Information supplied —
===============
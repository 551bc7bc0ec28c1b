// Schema violations
//
//  Copyright (C) 2014-2021 Ryan Specialty Group, LLC.
//
//  This file is part of doxymd.
//
//  This program is free software: you can redistribute it and/or modify
//  it under the terms of the GNU General Public License as published by
//  the Free Software Foundation, either version 3 of the License, or
//  (at your option) any later version.
//
//  This program is distributed in the hope that it will be useful,
//  but WITHOUT ANY WARRANTY; without even the implied warranty of
//  MERCHANTABILITY or FITNESS FOR A PARTICULAR PURPOSE.  See the
//  GNU General Public License for more details.
//
//  You should have received a copy of the GNU General Public License
//  along with this program.  If not, see <http://www.gnu.org/licenses/>.

//! Errors while interpreting XML according to the Doxygen schema.

use crate::diagnose::{Annotation, Diagnostic};
use std::fmt::Display;

/// Well-formed XML that does not match the Doxygen schema.
///
/// This is always fatal.
/// A violation means that the input contains something that we do not
///   understand,
///     and silently dropping it would produce documentation that is
///     missing content without anyone noticing.
///
/// Violations contain only owned values,
///   since they terminate the run and so are rarely constructed.
#[derive(Debug, Clone, PartialEq, Eq)]
pub struct SchemaViolation {
    element: String,
    builder: Option<&'static str>,
    kind: ViolationKind,
}

impl SchemaViolation {
    pub fn new<S: Into<String>>(element: S, kind: ViolationKind) -> Self {
        Self {
            element: element.into(),
            builder: None,
            kind,
        }
    }

    /// Record the builder that rejected the element.
    ///
    /// If a builder has already been recorded,
    ///   it is retained,
    ///     since the innermost builder is the one that actually
    ///     understood the problem.
    pub fn rejected_by(mut self, builder: &'static str) -> Self {
        self.builder.get_or_insert(builder);
        self
    }

    /// Name of the element that was rejected.
    pub fn element(&self) -> &str {
        &self.element
    }

    pub fn builder(&self) -> Option<&'static str> {
        self.builder
    }

    pub fn kind(&self) -> &ViolationKind {
        &self.kind
    }
}

/// What about an element violates the schema.
///
/// Each variant names the offending key
///   (attribute or child element),
///     where there is one.
#[derive(Debug, Clone, PartialEq, Eq)]
pub enum ViolationKind {
    /// A child element that the schema does not permit here.
    UnexpectedElement(String),
    /// An attribute that the schema does not define for this element.
    UnexpectedAttr(String),
    /// Non-whitespace character data where only elements are permitted.
    UnexpectedText(String),
    /// A required attribute is absent.
    MissingAttr(String),
    /// A required child element is absent.
    MissingElement(String),
    /// A required value is present but empty.
    EmptyValue(String),
    /// An attribute value could not be interpreted.
    InvalidAttrValue {
        attr: String,
        value: String,
        expected: &'static str,
    },
    /// A child element that may occur at most once occurred again.
    DuplicateElement(String),
    /// A variable list definition (`listitem`) with no preceding term.
    ListItemWithoutTerm,
    /// Two variable list terms (`varlistentry`) with no definition
    ///   between them.
    ConsecutiveTerms,
    /// A variable list ended with a term that has no definition.
    UnpairedTerm,
    /// The root element of a document is not the expected one.
    UnexpectedRoot { expected: &'static str },
}

impl Display for SchemaViolation {
    fn fmt(&self, f: &mut std::fmt::Formatter) -> std::fmt::Result {
        use ViolationKind::*;

        let ele = &self.element;

        match &self.kind {
            UnexpectedElement(name) => {
                write!(f, "unexpected element `{name}` in `{ele}`")
            }
            UnexpectedAttr(name) => {
                write!(f, "unexpected attribute `{name}` on `{ele}`")
            }
            UnexpectedText(text) => {
                write!(f, "unexpected text `{text}` in `{ele}`")
            }
            MissingAttr(name) => {
                write!(f, "missing required attribute `{name}` on `{ele}`")
            }
            MissingElement(name) => {
                write!(f, "missing required element `{name}` in `{ele}`")
            }
            EmptyValue(name) => {
                write!(f, "required value `{name}` of `{ele}` is empty")
            }
            InvalidAttrValue { attr, value, .. } => {
                write!(f, "invalid value `{value}` for `{ele}/@{attr}`")
            }
            DuplicateElement(name) => {
                write!(f, "element `{name}` may occur only once in `{ele}`")
            }
            ListItemWithoutTerm => {
                write!(f, "`listitem` without a term in `{ele}`")
            }
            ConsecutiveTerms => {
                write!(f, "consecutive `varlistentry` elements in `{ele}`")
            }
            UnpairedTerm => {
                write!(f, "`varlistentry` without a definition in `{ele}`")
            }
            UnexpectedRoot { expected } => {
                write!(f, "expected root element `{expected}`, found `{ele}`")
            }
        }
    }
}

impl std::error::Error for SchemaViolation {
    fn source(&self) -> Option<&(dyn std::error::Error + 'static)> {
        None
    }
}

impl Diagnostic for SchemaViolation {
    fn describe(&self) -> Vec<Annotation> {
        use ViolationKind::*;

        let mut desc = Vec::new();

        if let Some(builder) = self.builder {
            desc.push(Annotation::note(format!("rejected by the {builder}")));
        }

        match &self.kind {
            InvalidAttrValue { expected, .. } => {
                desc.push(Annotation::help(format!("expected {expected}")))
            }
            ListItemWithoutTerm | ConsecutiveTerms | UnpairedTerm => desc.push(
                Annotation::help(
                    "each `varlistentry` must be immediately followed by \
                       its `listitem`",
                ),
            ),
            UnexpectedElement(_) | UnexpectedAttr(_) => desc.push(
                Annotation::help(
                    "this Doxygen output may be from an unsupported version",
                ),
            ),
            _ => (),
        }

        desc
    }
}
===============
Work to be completed — When the word "Annotation" shows up in a line of the entries, report that line.

Written reply —
use crate::diagnose::{Annotation, Diagnostic};
    fn describe(&self) -> Vec<Annotation> {
            desc.push(Annotation::note(format!("rejected by the {builder}")));
                desc.push(Annotation::help(format!("expected {expected}")))
                Annotation::help(
                Annotation::help(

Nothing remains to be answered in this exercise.